"We Just Had a Baby. My Husband Won’t Admit What We Have to Do With Our Dog Now."
Will he choose the baby or the dog?
Original column: Care and Feeding, July 15 2024
My take: The LW and her husband both love his dog, which he’s had since before they met. But now they have a 3-month-old baby, and the LW is alarmed by the dog’s reaction, which includes frequent growling, and multiple attempts to knock her over during breastfeeding, by growling and jumping on her. He has nipped at the baby’s hands twice.
They now crate the dog at night and keep baby and dog in separate rooms during the day. Additional training for the dog hasn’t helped.
The LW is ready to rehome their pet. Her husband “refuses.” He thinks rehoming would “betray” the dog, and wants to keep working with him. The LW is seriously considering moving herself and the baby to live with family until “we fix this.”
Ok!
Full credit to Care & Feeding for opening with a clear statement of the inarguable bottom line. It acknowledges that “some dogs just do not jive with having a child around.” It says “growls and nips” are the “warning before the bigger reaction, and you need to pay attention.” And it says if all other efforts fail, “your husband must agree that your child’s safety comes first and figure out how to decide to throw in the towel.”
But that qualifier —“if all other efforts fail”—turns the thing on its head.
Plausible efforts, Care & Feeding suggests, might include “training, medication, and modifying your own behavior and lifestyle.” That’s a lot of things to try, none of them is a quick fix, and the mother’s position is that while they’re trying, the baby remains at risk.
Moreover, these efforts are intended not to secure the baby, but to make the dog more comfortable. The couple needs to figure out “whether living in a home with a baby is the best thing for [the dog].” Meanwhile, the mother is so uncomfortable she’s thinking of moving out.
The mother. That would be the husband’s wife.
Care & Feeding says the “broader question” is: “Even if [the dog] successfully completes training, will he be living comfortably in your home, or will he simply be behaving better while feeling miserable?” If I were the mother, my broader question would be: “Even if [the dog] successfully completes training (or is medicated), will I ever be able to relax?”
Advice Obsessed understands that people love their dogs, and that many dog owners introduce babies into their homes without difficulty. But this dog is enough of a threat to justify separate rooms during the day and crating at night. That’s a pretty tense way to live, as well as being one slip away from a bad incident.
So in answer to the LW’s direct question—should she and the baby retreat to safer ground—Advice Obsessed offers an unequivocal yes.
But she shouldn’t stop there. Her husband’s refusal to remove a dog who has nipped his 3-month-old twice and regularly growls at her is bizarre to the point of disordered.
A normal parent’s response to the arrival of a first baby is a combination of besotted and fiercely protective.
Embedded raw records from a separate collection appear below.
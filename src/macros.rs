// src/macros.rs

/// `String` shorthand: `s!()` is empty, `s!(x)` is `String::from(x)`.
#[macro_export]
macro_rules! s {
    () => {
        ::std::string::String::new()
    };
    ($expr:expr) => {
        ::std::string::String::from($expr)
    };
}

/// Concatenate string slices into a fresh `String`.
#[macro_export]
macro_rules! join {
    ($first:expr $(, $rest:expr)+ $(,)?) => {{
        let mut s = ::std::string::String::from($first);
        $(
            s.push_str($rest);
        )+
        s
    }};
}
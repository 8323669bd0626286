// src/progress.rs
/// Lightweight progress reporting for the crawl.
/// Frontends implement this to surface status; every hook is optional.
pub trait Progress {
    /// Called once the match list is known.
    fn begin(&mut self, _total: usize) {}

    /// Free-form status line for human eyes.
    fn log(&mut self, _msg: &str) {}

    /// A match page was scraped (1-based match number).
    fn item_done(&mut self, _number: usize, _url: &str) {}

    /// A match page degraded to an empty record.
    fn item_failed(&mut self, _number: usize, _url: &str) {}

    /// Called at the end, successful or not.
    fn finish(&mut self) {}
}
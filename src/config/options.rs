// src/config/options.rs
use std::path::{Path, PathBuf};
use std::time::Duration;

use serde::{Deserialize, Serialize};

use super::consts::*;
use crate::error::{Error, Result};

#[derive(Clone, Debug, Default, PartialEq, Eq, Serialize, Deserialize)]
#[serde(default)]
pub struct AppOptions {
    pub scrape: ScrapeOptions,
    pub export: ExportOptions,
    pub store: StoreOptions,
}

impl AppOptions {
    /// Read options from a TOML file. Missing keys keep their defaults.
    pub fn load(path: &Path) -> Result<Self> {
        let text = std::fs::read_to_string(path).map_err(|e| {
            Error::Config(format!("Failed to read config file {}: {}", path.display(), e))
        })?;
        Self::from_toml(&text)
    }

    pub fn from_toml(text: &str) -> Result<Self> {
        toml::from_str(text).map_err(|e| Error::Config(format!("Failed to parse config: {}", e)))
    }
}

#[derive(Clone, Debug, PartialEq, Eq, Serialize, Deserialize)]
#[serde(default)]
pub struct ScrapeOptions {
    /// Origin used to build the results index and absolutize match links.
    pub base_url: String,
    pub user_agent: String,
    pub timeout_secs: u64,
    /// Fixed wait between consecutive page fetches.
    pub pause_ms: u64,
}

impl Default for ScrapeOptions {
    fn default() -> Self {
        Self {
            base_url: s!(BASE_URL),
            user_agent: s!(USER_AGENT),
            timeout_secs: TIMEOUT_SECS,
            pause_ms: REQUEST_PAUSE_MS,
        }
    }
}

impl ScrapeOptions {
    pub fn pause(&self) -> Duration {
        Duration::from_millis(self.pause_ms)
    }

    pub fn timeout(&self) -> Duration {
        Duration::from_secs(self.timeout_secs)
    }
}

#[derive(Clone, Debug, PartialEq, Eq, Serialize, Deserialize)]
#[serde(default)]
pub struct ExportOptions {
    /// Indented JSON output (the default) vs. one line.
    pub pretty: bool,
}

impl Default for ExportOptions {
    fn default() -> Self {
        Self { pretty: true }
    }
}

#[derive(Clone, Debug, PartialEq, Eq, Serialize, Deserialize)]
#[serde(default)]
pub struct StoreOptions {
    pub path: PathBuf,
    pub row_id: u32,
}

impl Default for StoreOptions {
    fn default() -> Self {
        Self {
            path: PathBuf::from(STORE_DIR).join(STORE_FILE),
            row_id: STATS_ROW_ID,
        }
    }
}
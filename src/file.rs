// src/file.rs

use std::{
    fs::{self, File},
    io::{BufWriter, Write},
    path::{Path, PathBuf},
};

use serde::{de::DeserializeOwned, Serialize};

use crate::config::options::ExportOptions;
use crate::error::{Error, Result};

/// Read a JSON document. A leading UTF-8 BOM is tolerated.
pub fn read_json<T: DeserializeOwned>(path: &Path) -> Result<T> {
    let text = fs::read_to_string(path)?;
    let text = text.strip_prefix('\u{feff}').unwrap_or(&text);
    Ok(serde_json::from_str(text)?)
}

/// Write `value` as JSON, creating parent directories as needed.
/// Returns the path written to.
pub fn write_json<T: Serialize>(path: &Path, value: &T, export: &ExportOptions) -> Result<PathBuf> {
    if let Some(parent) = path.parent() {
        if !parent.as_os_str().is_empty() {
            ensure_directory(parent)?;
        }
    }
    let file = File::create(path)?; // truncate/overwrite
    let mut out = BufWriter::new(file);
    if export.pretty {
        serde_json::to_writer_pretty(&mut out, value)?;
    } else {
        serde_json::to_writer(&mut out, value)?;
    }
    out.write_all(b"\n")?;
    out.flush()?;
    Ok(path.to_path_buf())
}

/// `-o` handling: empty → default file name; a directory (or a path ending in
/// a separator) → default file name inside it; anything else is the file.
pub fn resolve_single_out_path(user_o: &str, default_filename: &str) -> Result<PathBuf> {
    if user_o.is_empty() {
        return Ok(PathBuf::from(default_filename));
    }
    let p = PathBuf::from(normalize_separators(user_o));
    if looks_like_dir_hint(user_o) || p.is_dir() {
        ensure_directory(&p)?;
        Ok(p.join(default_filename))
    } else {
        Ok(p)
    }
}

pub fn normalize_separators(p: &str) -> String {
    let sep = std::path::MAIN_SEPARATOR;
    p.chars().map(|c| if c == '/' || c == '\\' { sep } else { c }).collect()
}

pub fn ensure_directory(dir: &Path) -> Result<()> {
    if dir.exists() && !dir.is_dir() {
        return Err(Error::Io(std::io::Error::new(
            std::io::ErrorKind::AlreadyExists,
            format!("Path exists but is not a directory: {}", dir.display()),
        )));
    }
    if !dir.exists() {
        fs::create_dir_all(dir)?;
    }
    Ok(())
}

fn looks_like_dir_hint(p: &str) -> bool {
    p.ends_with('/') || p.ends_with('\\')
}
// src/error.rs
use thiserror::Error;

/// Errors that reach the caller. The scrape/aggregate pipeline itself
/// degrades to empty data instead; only the edges (network, files, config)
/// surface one of these.
#[derive(Debug, Error)]
pub enum Error {
    #[error("HTTP request failed: {0}")]
    Http(#[from] reqwest::Error),

    #[error("HTTP {status} from {url}")]
    Status { url: String, status: u16 },

    #[error("IO error: {0}")]
    Io(#[from] std::io::Error),

    #[error("JSON error: {0}")]
    Json(#[from] serde_json::Error),

    #[error("Configuration error: {0}")]
    Config(String),

    #[error("Parse error: {0}")]
    Parse(String),
}

pub type Result<T> = std::result::Result<T, Error>;
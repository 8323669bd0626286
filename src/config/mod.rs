// src/config/mod.rs

pub mod consts;
pub mod options;

pub use options::AppOptions;
// benches/scorecard.rs
use criterion::{criterion_group, criterion_main, Criterion, black_box};

use crease::{aggregate, data::Series, specs::scorecard};

const MATCH_URL: &str = "https://www.espncricinfo.com/series/bench-cup-2024-1/a-vs-b-1st-match-2/full-scorecard";

fn load_sample() -> String {
    // Best-effort: a saved real page if present; otherwise a synthetic two-innings card.
    std::fs::read_to_string(".ignore/page_samples/scorecard.html").unwrap_or_else(|_| synthetic())
}

fn synthetic() -> String {
    let dismissals = ["c Smith b Jones", "run out (Patel/Khan)", "st Buttler b Rashid", "lbw b Starc", "not out"];
    let mut html = String::from("<html><body>");
    for innings in 0..2 {
        html.push_str("<table><thead><tr><th>Batting</th><th>R</th><th>B</th><th>M</th></tr></thead><tbody>");
        for i in 0..11 {
            let d = dismissals[(i + innings) % dismissals.len()];
            html.push_str(&format!(
                "<tr><td><a href=\"/cricketers/player-{innings}{i}-{i}00{innings}\">Player {innings}{i}†</a></td>\
                 <td>{d}</td><td>{r}</td><td>{b}</td><td>{m}</td><td>2</td><td>1</td><td>120.00</td></tr>",
                r = i * 3,
                b = i * 2 + 1,
                m = i * 4,
            ));
        }
        html.push_str("</tbody></table>");
        html.push_str("<table><thead><tr><th>Bowling</th><th>O</th></tr></thead><tbody>");
        for i in 0..6 {
            html.push_str(&format!(
                "<tr><td><a href=\"/cricketers/bowler-{innings}{i}-{i}90{innings}\">Bowler {innings}{i}</a></td>\
                 <td>4</td><td>0</td><td>{r}</td><td>1</td><td>7.50</td><td>9</td><td>2</td><td>1</td><td>0</td><td>0</td></tr>",
                r = 20 + i,
            ));
        }
        html.push_str("</tbody></table>");
    }
    html.push_str("</body></html>");
    html
}

fn bench_scorecard(c: &mut Criterion) {
    let doc = load_sample();

    c.bench_function("scorecard_parse_doc", |b| {
        b.iter(|| {
            let record = scorecard::parse_doc(black_box(&doc), MATCH_URL);
            black_box(record.batting.len() + record.bowling.len())
        })
    });

    let record = scorecard::parse_doc(&doc, MATCH_URL);
    let series = Series {
        url: "https://www.espncricinfo.com/series/bench-cup-2024-1".to_string(),
        matches: vec![record; 60],
    };
    c.bench_function("aggregate_60_matches", |b| {
        b.iter(|| {
            let agg = aggregate::aggregate(black_box(&series));
            black_box(agg.stats.players.len())
        })
    });
}

criterion_group!(benches, bench_scorecard);
criterion_main!(benches);
// src/scrape/mod.rs
mod crawl;

pub use crawl::Crawler;
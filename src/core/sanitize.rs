// src/core/sanitize.rs

/// Captaincy marker appended to names on scorecards.
const CAPTAIN_MARK: &str = "(c)";

pub fn normalize_ws(s: &str) -> String {
    let mut out = String::with_capacity(s.len());
    let mut prev_space = false;
    for ch in s.chars() {
        if ch.is_whitespace() {
            if !prev_space { out.push(' '); prev_space = true; }
        } else { out.push(ch); prev_space = false; }
    }
    out.trim().to_string()
}

fn allowed(ch: char) -> bool {
    ch.is_ascii_alphanumeric() || ch.is_whitespace() || matches!(ch, '.' | '(' | ')' | '/')
}

/// Scraped cell text → comparable text.
/// Keeps ASCII letters, digits, whitespace, `.`, `(`, `)` and `/`; collapses whitespace.
/// Markup residue like `†`, `*` or `&` is dropped.
pub fn clean_text(s: &str) -> String {
    let kept: String = s.chars().filter(|&c| allowed(c)).collect();
    normalize_ws(&kept)
}

/// `clean_text` plus removal of the captaincy marker.
pub fn clean_player_name(s: &str) -> String {
    normalize_ws(&clean_text(s).replace(CAPTAIN_MARK, " "))
}

/// Last whitespace-delimited token, or "" for an empty name.
pub fn last_token(name: &str) -> &str {
    name.split_whitespace().last().unwrap_or("")
}

/// Leading ASCII digits parsed as an integer, like a scorecard "45*".
pub fn leading_int(s: &str) -> Option<u32> {
    let t = s.trim();
    let end = t.find(|c: char| !c.is_ascii_digit()).unwrap_or(t.len());
    t[..end].parse().ok()
}

/// Lenient numeric read for aggregation. Anything unparseable counts as zero.
pub fn int_or_zero(s: &str) -> u32 {
    leading_int(s).unwrap_or(0)
}
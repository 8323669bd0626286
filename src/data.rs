// src/data.rs
//
// Scraper-side records. Everything here is "as scraped": names are cleaned
// but unresolved, and stat columns other than batting runs keep the cell
// text so the aggregator decides how to read them.
//
// JSON shape: { url, matches: [ { url, batting, bowling, fielding } ] }

use serde::{Deserialize, Serialize};

/// One accepted row of a batting table.
#[derive(Clone, Debug, Default, PartialEq, Eq, Serialize, Deserialize)]
#[serde(default)]
pub struct RawBattingEntry {
    pub player: String,
    #[serde(skip_serializing_if = "Option::is_none")]
    pub url: Option<String>,
    pub dismissal: String,
    pub runs: u32,
    pub balls: String,
    /// Minutes at the crease; empty for the 7-column layout.
    pub mins: String,
    pub fours: String,
    pub sixes: String,
    pub sr: String,
}

/// One accepted row of a bowling table. Trailing columns stay empty when
/// the table doesn't have them.
#[derive(Clone, Debug, Default, PartialEq, Eq, Serialize, Deserialize)]
#[serde(default)]
pub struct RawBowlingEntry {
    pub bowler: String,
    #[serde(skip_serializing_if = "Option::is_none")]
    pub url: Option<String>,
    pub overs: String,
    pub maidens: String,
    pub runs: String,
    pub wickets: String,
    pub economy: String,
    pub dots: String,
    pub fours: String,
    pub sixes: String,
    pub wides: String,
    pub noballs: String,
}

/// Fielding credit derived from dismissal text; never read from a table.
#[derive(Clone, Debug, Default, PartialEq, Eq, Serialize, Deserialize)]
#[serde(default)]
pub struct RawFieldingCredit {
    pub player: String,
    #[serde(skip_serializing_if = "Option::is_none")]
    pub url: Option<String>,
    pub catches: u32,
    pub runouts: u32,
    pub stumpings: u32,
}

/// Everything scraped from one scorecard page.
#[derive(Clone, Debug, Default, PartialEq, Eq, Serialize, Deserialize)]
#[serde(default)]
pub struct MatchRecord {
    pub url: String,
    pub batting: Vec<RawBattingEntry>,
    pub bowling: Vec<RawBowlingEntry>,
    pub fielding: Vec<RawFieldingCredit>,
}

impl MatchRecord {
    /// The degraded record used when a page can't be fetched or read.
    pub fn empty(url: &str) -> Self {
        Self { url: s!(url), ..Self::default() }
    }

    pub fn is_empty(&self) -> bool {
        self.batting.is_empty() && self.bowling.is_empty() && self.fielding.is_empty()
    }
}

/// Scraper output for one series, matches in scrape order.
#[derive(Clone, Debug, Default, PartialEq, Eq, Serialize, Deserialize)]
#[serde(default)]
pub struct Series {
    pub url: String,
    pub matches: Vec<MatchRecord>,
}

impl Series {
    pub fn new(url: &str) -> Self {
        Self { url: s!(url), matches: Vec::new() }
    }
}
These feelings support the parents in their immediate, imperative tasks of loving their child and keeping it safe. And actually, keeping it safe comes first.
But this father is more worried about betraying his dog. His wife says their arguments about the dog are “horrible,” which means he’s willing to alienate her over this. He’s not on the right page, and it’s already been three months. He’s a husband and a father, and he needs to get his head wrapped around his family, fast.
Care & Feeding says nothing about this. That’s a significant lapse. Advice Obsessed will file this one under “Best Question, Worst Answer.”